Item numbering follows the published TRIPOD+AI checklist. Item statements are paraphrased; the full text of each item is in the original publication.

Title and abstract¶

Item 1 (Title). Identifies the study as developing or validating a prediction model, mentions the target population, the outcome, and the AI methods used.

This paper. The main title positions the work as a "methodology audit of wearable physiological signals," not as a prediction-model paper. Section 4.6 (the downstream audit) is a sub-study; its sub-heading identifies it as a classifier evaluation. The full title is appropriate for the methodology audit as a whole.

Item 2 (Abstract). Structured abstract reporting objectives, methods, results, conclusions.

This paper. Manuscript abstract is structured. Section 4.6 results (AUROC 0.804 -> 0.823, Wilcoxon p = 1.5e-4) are reported in the abstract.

Introduction¶

Item 3a (Background and rationale). Explains the medical context and the need for a prediction model.

This paper. Section 1 motivates the audit; Section 4.6 motivates the downstream classifier as a check on whether the SQI-binarisation choice has measurable consequences for a downstream prediction task.

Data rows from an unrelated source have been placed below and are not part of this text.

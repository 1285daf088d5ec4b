//! Application configuration loaded from environment variables.
//!
//! Secrets are injected as environment variables by Cloud Run secret
//! bindings, so there is no separate Secret Manager client here.

use std::env;

/// Header set by Cloud Scheduler on HTTP-target jobs.
///
/// Cloud Run strips this header from external requests, so its presence
/// guarantees the request came from the scheduler.
pub const SCHEDULER_HEADER: &str = "x-cloudscheduler";

/// Application configuration, loaded once at startup.
#[derive(Debug, Clone)]
pub struct Config {
    /// GCP project ID (Firestore + FCM)
    pub gcp_project_id: String,
    /// Server port
    pub port: u16,
    /// Path to the phrase catalog JSON file
    pub phrases_path: String,
    /// JWT signing key for session tokens (raw bytes)
    pub jwt_signing_key: Vec<u8>,
    /// Compatibility flag: increment the streak during the daily rollover
    /// when the last sign-in was yesterday, instead of waiting for the
    /// explicit "done" toggle. Off by default.
    pub streak_increment_on_rollover: bool,
}

impl Config {
    /// Load configuration from environment variables.
    pub fn from_env() -> Result<Self, ConfigError> {
        dotenvy::dotenv().ok(); // Load .env file if present

        Ok(Self {
            gcp_project_id: env::var("GCP_PROJECT_ID").unwrap_or_else(|_| "local-dev".to_string()),
            port: env::var("PORT")
                .unwrap_or_else(|_| "8080".to_string())
                .parse()
                .unwrap_or(8080),
            phrases_path: env::var("PHRASES_PATH")
                .unwrap_or_else(|_| "data/phrases.json".to_string()),
            jwt_signing_key: env::var("JWT_SIGNING_KEY")
                .map_err(|_| ConfigError::Missing("JWT_SIGNING_KEY"))?
                .into_bytes(),
            streak_increment_on_rollover: env::var("STREAK_INCREMENT_ON_ROLLOVER")
                .map(|v| v == "true" || v == "1")
                .unwrap_or(false),
        })
    }

    /// Default config for testing only.
    pub fn test_default() -> Self {
        Self {
            gcp_project_id: "test-project".to_string(),
            port: 8080,
            phrases_path: "data/phrases.json".to_string(),
            jwt_signing_key: b"test_jwt_key_32_bytes_minimum!!".to_vec(),
            streak_increment_on_rollover: false,
        }
    }
}

/// Configuration errors
#[derive(Debug, thiserror::Error)]
pub enum ConfigError {
    #[error("Missing required environment variable: {0}")]
    Missing(&'static str),
}

#[cfg(test)]
mod tests {
    use super::*;

    #[test]
    fn test_config_from_env() {
        env::set_var("JWT_SIGNING_KEY", "test_jwt_key_32_bytes_minimum!!");
        env::set_var("STREAK_INCREMENT_ON_ROLLOVER", "true");

        let config = Config::from_env().expect("Config should load");

        assert_eq!(config.port, 8080);
        assert!(config.streak_increment_on_rollover);
        assert_eq!(config.phrases_path, "data/phrases.json");
    }

    #[test]
    fn test_default_is_toggle_driven() {
        let config = Config::test_default();
        assert!(!config.streak_increment_on_rollover);
    }
}
//! # Authentication Configuration Module
//!
//! JWT 토큰 서명과 관련된 설정을 관리하는 모듈입니다.
//!
//! ## 환경 변수 설정
//!
//! ```bash
//! export JWT_SECRET="your-super-secret-jwt-key"
//! export JWT_EXPIRATION_MINUTES="60"
//! ```
//!
//! 서명 비밀키는 외부 설정 제공자가 주입하는 값으로 취급합니다.
//! 기본값을 두지 않으며, 비어 있으면 토큰 발급이 `TokenIssuanceError`로 실패합니다.

use std::env;

/// 토큰 기본 만료 시간 (분)
pub const DEFAULT_TOKEN_TTL_MINUTES: i64 = 60;

/// JSON Web Token (JWT) 관련 설정을 관리하는 구조체
pub struct JwtConfig;

impl JwtConfig {
    /// JWT 서명에 사용할 비밀키를 반환합니다.
    ///
    /// `JWT_SECRET`이 없거나 공백뿐이면 `None`을 반환합니다.
    ///
    /// # 키 생성 예제
    ///
    /// ```bash
    /// openssl rand -base64 32
    /// ```
    pub fn secret() -> Option<String> {
        let secret = env::var("JWT_SECRET").ok().filter(|s| !s.trim().is_empty());
        if secret.is_none() {
            log::warn!("JWT_SECRET not set, token issuance will fail");
        }
        secret
    }

    /// 토큰 만료 시간을 분 단위로 반환합니다.
    ///
    /// # 기본값
    ///
    /// 60분 (1시간)
    pub fn expiration_minutes() -> i64 {
        Self::expiration_minutes_from(env::var("JWT_EXPIRATION_MINUTES").ok().as_deref())
    }

    /// 문자열 설정값을 만료 시간(분)으로 해석합니다. 0 이하는 기본값으로 대체됩니다.
    pub fn expiration_minutes_from(raw: Option<&str>) -> i64 {
        raw.and_then(|s| s.trim().parse::<i64>().ok())
            .filter(|minutes| *minutes > 0)
            .unwrap_or(DEFAULT_TOKEN_TTL_MINUTES)
    }
}
//! # 사용자 관리 서비스 구현
//!
//! 사용자 레코드의 생성과 프로필 변경을 담당합니다.
//!
//! ## 쓰기 파이프라인
//!
//! ```text
//! 정규화 (이메일 소문자/trim, 선택 문자열 trim)
//!     │
//!     ▼
//! 요청 DTO 검증 (validator)
//!     │
//!     ▼
//! 좌표 검증 (GeoPoint::new) ──── 실패 시 ValidationError, 저장 없음
//!     │
//!     ▼
//! 비밀번호 해싱 (비밀번호가 바뀔 때만)
//!     │
//!     ▼
//! 레코드 불변식 검사 (User::validate)
//!     │
//!     ▼
//! 레코드 전체 저장 (insert / save)
//! ```
//!
//! 비밀번호 해싱은 숨겨진 저장 훅이 아니라 각 쓰기 경로의 명시적 단계입니다.
//! 비밀번호를 바꾸지 않는 저장에서는 해시를 다시 계산하지 않습니다.

use std::sync::Arc;
use mongodb::bson::{oid::ObjectId, DateTime};
use validator::Validate;
use crate::{
    domain::{
        dto::users::{
            request::{CreateUserRequest, UpdateProfileRequest},
            response::UserResponse,
        },
        entities::users::{GeoPoint, User},
    },
    errors::{AppError, AppResult},
    repositories::users::UserStore,
    services::auth::PasswordService,
    utils::string_utils::{clean_optional_string, normalize_email},
};

/// 사용자 관리 비즈니스 로직 서비스
///
/// ## 사용 예제
///
/// ```rust,ignore
/// let users = UserService::new(store.clone(), PasswordService::from_env());
///
/// let created = users.register(CreateUserRequest::new("john@example.com", "abc123")).await?;
/// let updated = users.update_profile(&id, UpdateProfileRequest {
///     coordinates: Some(Some(vec![2.35, 48.85])),
///     ..Default::default()
/// }).await?;
/// ```
pub struct UserService {
    store: Arc<dyn UserStore>,
    passwords: PasswordService,
}

impl UserService {
    pub fn new(store: Arc<dyn UserStore>, passwords: PasswordService) -> Self {
        Self { store, passwords }
    }

    /// 새 사용자 등록
    ///
    /// # Errors
    ///
    /// * `AppError::ValidationError` - 입력값 또는 좌표 검증 실패
    /// * `AppError::PersistenceError` - 이메일 중복 등 저장소 에러
    pub async fn register(&self, mut request: CreateUserRequest) -> AppResult<UserResponse> {
        let start_time = std::time::Instant::now();

        request.email = normalize_email(&request.email)?;
        request.validate()?;
        let location = request.coordinates.map(GeoPoint::new).transpose()?;

        let password_hash = self.passwords.hash_password(&request.password)?;

        let mut user = User::new(request.email, password_hash);
        user.name = clean_optional_string(request.name);
        user.bio = clean_optional_string(request.bio);
        user.birthdate = request.birthdate;
        user.location = location;
        user.validate()?;

        self.store.insert(&user).await?;

        log::info!("사용자 등록: user={} took={:?}", user.id, start_time.elapsed());
        Ok(UserResponse::from(user))
    }

    /// 프로필 부분 수정
    ///
    /// `None`인 필드는 그대로 두고, 빈 문자열은 해당 필드를 지웁니다.
    /// `birthdate`/`coordinates`는 `Some(None)`이면 지웁니다.
    /// 좌표 검증이 실패하면 아무것도 저장되지 않습니다.
    pub async fn update_profile(&self, user_id: &ObjectId, request: UpdateProfileRequest) -> AppResult<UserResponse> {
        request.validate()?;
        let mut user = self.load(user_id).await?;

        if let Some(coordinates) = request.coordinates {
            user.set_location(coordinates)?;
        }
        if let Some(name) = request.name {
            user.name = clean_optional_string(Some(name));
        }
        if let Some(bio) = request.bio {
            user.bio = clean_optional_string(Some(bio));
        }
        if let Some(birthdate) = request.birthdate {
            user.birthdate = birthdate;
        }
        if let Some(images) = request.images {
            user.images = images;
        }
        if let Some(password) = request.password.as_deref() {
            user.password_hash = self.passwords.hash_password(password)?;
            log::info!("비밀번호 변경: user={}", user.id);
        }

        user.validate()?;
        self.store.save(&user).await?;

        log::debug!("프로필 수정: user={}", user.id);
        Ok(UserResponse::from(user))
    }

    /// ID로 사용자 조회 (자격 증명 제외)
    pub async fn get_user(&self, user_id: &ObjectId) -> AppResult<UserResponse> {
        self.load(user_id).await.map(UserResponse::from)
    }

    /// 이메일로 사용자 조회 (자격 증명 제외)
    pub async fn get_user_by_email(&self, email: &str) -> AppResult<UserResponse> {
        let email = normalize_email(email)?;
        self.store.find_by_email(&email).await?
            .map(UserResponse::from)
            .ok_or_else(|| AppError::NotFound("사용자를 찾을 수 없습니다".to_string()))
    }

    /// 마지막 활동 시간을 현재로 갱신
    pub async fn touch_activity(&self, user_id: &ObjectId) -> AppResult<DateTime> {
        let mut user = self.load(user_id).await?;
        user.last_activity = DateTime::now();
        self.store.save(&user).await?;

        Ok(user.last_activity)
    }

    async fn load(&self, user_id: &ObjectId) -> AppResult<User> {
        self.store.find_by_id(user_id).await?
            .ok_or_else(|| AppError::NotFound("사용자를 찾을 수 없습니다".to_string()))
    }
}

#[cfg(test)]
mod tests {
    use super::*;
    use chrono::NaiveDate;
    use crate::repositories::users::InMemoryUserRepository;

    fn service() -> (Arc<InMemoryUserRepository>, UserService) {
        let store = Arc::new(InMemoryUserRepository::new());
        (store.clone(), UserService::new(store, PasswordService::new(4)))
    }

    fn object_id(response: &UserResponse) -> ObjectId {
        ObjectId::parse_str(&response.id).unwrap()
    }

    #[tokio::test]
    async fn test_register_hashes_and_normalizes() {
        let (store, users) = service();
        let mut request = CreateUserRequest::new("  Alice@Example.com ", "abc123");
        request.name = Some("  Alice ".to_string());
        request.coordinates = Some(vec![2.35, 48.85]);

        let created = users.register(request).await.unwrap();
        assert_eq!(created.email, "alice@example.com");
        assert_eq!(created.name.as_deref(), Some("Alice"));

        let stored = store.find_by_id(&object_id(&created)).await.unwrap().unwrap();
        assert_ne!(stored.password_hash(), "abc123");
        assert!(PasswordService::new(4).verify_password("abc123", stored.password_hash()));
    }

    #[tokio::test]
    async fn test_register_rejects_invalid_coordinates_before_persisting() {
        let (store, users) = service();
        let mut request = CreateUserRequest::new("alice@example.com", "abc123");
        request.coordinates = Some(vec![200.0, 10.0]);

        let err = users.register(request).await.unwrap_err();
        assert!(matches!(err, AppError::ValidationError(_)));
        assert!(store.is_empty());
    }

    #[tokio::test]
    async fn test_register_rejects_short_password_and_duplicate_email() {
        let (_, users) = service();

        let short = users.register(CreateUserRequest::new("a@example.com", "abc")).await;
        assert!(matches!(short, Err(AppError::ValidationError(_))));

        users.register(CreateUserRequest::new("a@example.com", "abc123")).await.unwrap();
        let duplicate = users.register(CreateUserRequest::new("A@example.com", "abc123")).await;
        assert!(matches!(duplicate, Err(AppError::PersistenceError(_))));
    }

    #[tokio::test]
    async fn test_update_without_password_keeps_hash() {
        let (store, users) = service();
        let created = users.register(CreateUserRequest::new("a@example.com", "abc123")).await.unwrap();
        let id = object_id(&created);
        let before = store.find_by_id(&id).await.unwrap().unwrap().password_hash().to_string();

        let updated = users.update_profile(&id, UpdateProfileRequest {
            bio: Some("hello".to_string()),
            birthdate: Some(NaiveDate::from_ymd_opt(1995, 3, 14)),
            ..Default::default()
        }).await.unwrap();

        assert_eq!(updated.bio.as_deref(), Some("hello"));
        let after = store.find_by_id(&id).await.unwrap().unwrap();
        assert_eq!(after.password_hash(), before);
    }

    #[tokio::test]
    async fn test_update_with_password_rehashes() {
        let (store, users) = service();
        let created = users.register(CreateUserRequest::new("a@example.com", "abc123")).await.unwrap();
        let id = object_id(&created);

        users.update_profile(&id, UpdateProfileRequest {
            password: Some("new-secret".to_string()),
            ..Default::default()
        }).await.unwrap();

        let stored = store.find_by_id(&id).await.unwrap().unwrap();
        let passwords = PasswordService::new(4);
        assert!(passwords.verify_password("new-secret", stored.password_hash()));
        assert!(!passwords.verify_password("abc123", stored.password_hash()));
    }

    #[tokio::test]
    async fn test_invalid_location_update_changes_nothing() {
        let (store, users) = service();
        let created = users.register(CreateUserRequest::new("a@example.com", "abc123")).await.unwrap();
        let id = object_id(&created);

        let err = users.update_profile(&id, UpdateProfileRequest {
            name: Some("Renamed".to_string()),
            coordinates: Some(Some(vec![10.0])),
            ..Default::default()
        }).await.unwrap_err();

        assert!(matches!(err, AppError::ValidationError(_)));
        let stored = store.find_by_id(&id).await.unwrap().unwrap();
        assert!(stored.name.is_none());
        assert!(stored.location.is_none());
    }

    #[tokio::test]
    async fn test_update_sets_then_clears_location_and_birthdate() {
        let (store, users) = service();
        let created = users.register(CreateUserRequest::new("a@example.com", "abc123")).await.unwrap();
        let id = object_id(&created);

        let updated = users.update_profile(&id, UpdateProfileRequest {
            coordinates: Some(Some(vec![2.35, 48.85])),
            birthdate: Some(NaiveDate::from_ymd_opt(1995, 3, 14)),
            ..Default::default()
        }).await.unwrap();
        assert_eq!(updated.location.map(|l| l.coordinates), Some(vec![2.35, 48.85]));

        users.update_profile(&id, UpdateProfileRequest {
            name: Some("Alice".to_string()),
            ..Default::default()
        }).await.unwrap();
        let untouched = store.find_by_id(&id).await.unwrap().unwrap();
        assert!(untouched.location.is_some());
        assert!(untouched.birthdate.is_some());

        let cleared = users.update_profile(&id, UpdateProfileRequest {
            coordinates: Some(None),
            birthdate: Some(None),
            ..Default::default()
        }).await.unwrap();
        assert!(cleared.location.is_none());
        assert!(cleared.birthdate.is_none());

        let stored = store.find_by_id(&id).await.unwrap().unwrap();
        assert!(stored.location.is_none());
        assert!(stored.birthdate.is_none());
        assert_eq!(stored.name.as_deref(), Some("Alice"));
    }

    #[tokio::test]
    async fn test_touch_activity_advances_timestamp() {
        let (store, users) = service();
        let created = users.register(CreateUserRequest::new("a@example.com", "abc123")).await.unwrap();
        let id = object_id(&created);

        let touched = users.touch_activity(&id).await.unwrap();
        assert!(touched >= created.last_activity);

        let stored = store.find_by_id(&id).await.unwrap().unwrap();
        assert_eq!(stored.last_activity, touched);
        assert_eq!(stored.created_at, created.created_at);
    }

    #[tokio::test]
    async fn test_get_user_by_email() {
        let (_, users) = service();
        let created = users.register(CreateUserRequest::new("a@example.com", "abc123")).await.unwrap();

        let found = users.get_user_by_email(" A@EXAMPLE.COM").await.unwrap();
        assert_eq!(found.id, created.id);
        assert!(matches!(users.get_user(&ObjectId::new()).await, Err(AppError::NotFound(_))));
    }
}
//! 사용자 응답 DTO

pub mod user_response;

pub use user_response::{LoginResponse, NearbyUserResponse, UserResponse};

Item 3b (Objectives). States objectives, including whether the study develops, validates, or updates a model.

This paper. Section 4.6 develops a per-subject LF/HF classifier and evaluates it under two SQI preprocessing regimes (raw vs in-house cleaned). Objective is to test whether SQI choice changes downstream performance.

Methods¶

Item 4a (Source of data). Describes the data source, including dates, geographic location, setting.

This paper. WESAD (Schmidt et al. 2018), released 2018, lab-based acquisition at the University of Siegen. Section 3.1 (Data).

Item 4b (Eligibility criteria). Describes participant eligibility.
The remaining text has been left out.